Tally the lines of the listing below in which the string "range" occurs, and give the tally alone.
*** Records shown ***
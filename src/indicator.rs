use rust_decimal::Decimal;

use crate::{
    ComputationError, ConfigError, MAX_OFFSET, MAX_PERIOD, MIN_PERIOD, Ohlcv, Price, PriceSource,
    Result,
};

use std::{
    fmt::{Debug, Display},
    num::NonZero,
};

/// Declarative configuration of an indicator.
///
/// Configs arrive deserialized from the strategy definition and must pass
/// [`validate`](IndicatorConfig::validate) before an engine is built.
pub trait IndicatorConfig: Debug + Display {
    /// Window length in bars, as configured.
    fn period(&self) -> u32;

    /// Number of newest bars skipped before the window.
    fn offset(&self) -> usize;

    /// Price field read from each bar.
    fn price(&self) -> PriceSource;

    /// Checks every field of the config.
    ///
    /// # Errors
    ///
    /// Returns the first [`ConfigError`] found.
    fn validate(&self) -> Result<(), ConfigError> {
        validate_period(self.period())?;
        validate_offset(self.offset())?;
        Ok(())
    }
}

/// Accepts periods in `MIN_PERIOD..=MAX_PERIOD`.
///
/// # Errors
///
/// [`ConfigError::InvalidPeriod`] when out of range.
pub fn validate_period(period: u32) -> Result<NonZero<usize>, ConfigError> {
    if !(MIN_PERIOD..=MAX_PERIOD).contains(&period) {
        return Err(ConfigError::InvalidPeriod(period));
    }

    usize::try_from(period)
        .ok()
        .and_then(NonZero::new)
        .ok_or(ConfigError::InvalidPeriod(period))
}

/// Accepts offsets up to `MAX_OFFSET`.
///
/// # Errors
///
/// [`ConfigError::InvalidOffset`] when too large.
pub fn validate_offset(offset: usize) -> Result<usize, ConfigError> {
    if offset > MAX_OFFSET {
        return Err(ConfigError::InvalidOffset(offset));
    }

    Ok(offset)
}

/// Sums `values`, failing instead of panicking when the total leaves the
/// `Decimal` range.
pub(crate) fn checked_sum(mut values: impl Iterator<Item = Price>) -> Result<Price> {
    values.try_fold(Decimal::ZERO, |sum, value| {
        sum.checked_add(value)
            .ok_or_else(|| ComputationError::Overflow.into())
    })
}

/// A technical indicator computed over a window of bars.
///
/// Engines are immutable value types: every call recomputes from the bars
/// it is given, and repeated calls on the same input return identical
/// results.
///
/// # Example
///
/// ```
/// use quantedge_signals::{Candle, Indicator, PriceSource, Sma};
/// use rust_decimal_macros::dec;
/// use std::num::NonZero;
///
/// let sma = Sma::new(NonZero::new(3).unwrap(), 0, PriceSource::Close);
/// let bars: Vec<Candle> = [dec!(1), dec!(2), dec!(3)]
///     .into_iter()
///     .map(|p| Candle::new(p, p, p, p))
///     .collect();
///
/// assert_eq!(sma.candles_count(), 3);
/// assert_eq!(sma.calc(&bars), Ok(dec!(2)));
/// ```
pub trait Indicator: Sized + Clone + Display + Debug {
    /// Computed output type. [`Price`] for moving averages,
    /// a struct for composite ones (e.g. Bollinger Bands).
    type Output: Send + Sync + Display + Debug;

    /// Minimum number of bars [`calc`](Indicator::calc) needs.
    fn candles_count(&self) -> usize;

    /// Computes the indicator from bars ordered oldest first.
    ///
    /// # Errors
    ///
    /// [`Error::InsufficientData`](crate::Error::InsufficientData) when
    /// fewer than [`candles_count`](Indicator::candles_count) bars are given.
    fn calc(&self, bars: &[impl Ohlcv]) -> Result<Self::Output>;

    /// Same as [`calc`](Indicator::calc) over raw values, using identical
    /// window boundaries.
    ///
    /// # Errors
    ///
    /// See [`calc`](Indicator::calc).
    fn calc_values(&self, values: &[Price]) -> Result<Self::Output>;
}
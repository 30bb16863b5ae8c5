use std::{fmt::Display, num::NonZero};

use rust_decimal::Decimal;

use crate::{Indicator, Ohlcv, Price, PriceSource, Result, indicator::checked_sum, window::Window};

/// Simple Moving Average (SMA).
///
/// Unweighted mean of the selected price over `period` bars, ending
/// `offset` bars before the newest one. Also serves as the seed of
/// [`Ema`](crate::Ema) and the deviation mean of [`Bb`](crate::Bb).
///
/// # Example
///
/// ```rust
/// use quantedge_signals::{Candle, PriceSource, Sma};
/// use rust_decimal_macros::dec;
/// use std::num::NonZero;
///
/// let sma = Sma::new(NonZero::new(2).unwrap(), 1, PriceSource::Close);
/// let bars: Vec<Candle> = [dec!(10), dec!(20), dec!(90)]
///     .into_iter()
///     .map(|p| Candle::new(p, p, p, p))
///     .collect();
///
/// // Newest bar skipped: (10 + 20) / 2
/// assert_eq!(sma.candles_count(), 3);
/// assert_eq!(sma.calc(&bars), Ok(dec!(15)));
/// ```
#[derive(PartialEq, Eq, Hash, Clone, Copy, Debug)]
pub struct Sma {
    window: Window,
    source: PriceSource,
}

impl Sma {
    #[must_use]
    pub fn new(period: NonZero<usize>, offset: usize, source: PriceSource) -> Self {
        Self {
            window: Window::new(period.get(), offset),
            source,
        }
    }

    fn mean(&self, window: impl Iterator<Item = Price>) -> Result<Price> {
        Ok(checked_sum(window)? / Decimal::from(self.window.period()))
    }
}

impl Indicator for Sma {
    type Output = Price;

    #[inline]
    fn candles_count(&self) -> usize {
        self.window.required()
    }

    fn calc(&self, bars: &[impl Ohlcv]) -> Result<Price> {
        let window = self.window.slice(bars)?;
        self.mean(window.iter().map(|bar| self.source.extract(bar)))
    }

    fn calc_values(&self, values: &[Price]) -> Result<Price> {
        let window = self.window.slice(values)?;
        self.mean(window.iter().copied())
    }
}

impl Display for Sma {
    fn fmt(&self, f: &mut std::fmt::Formatter<'_>) -> std::fmt::Result {
        write!(
            f,
            "SMA({}, {}, {})",
            self.window.period(),
            self.window.offset(),
            self.source
        )
    }
}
*** End of Records shown ***
§ **Output below**
2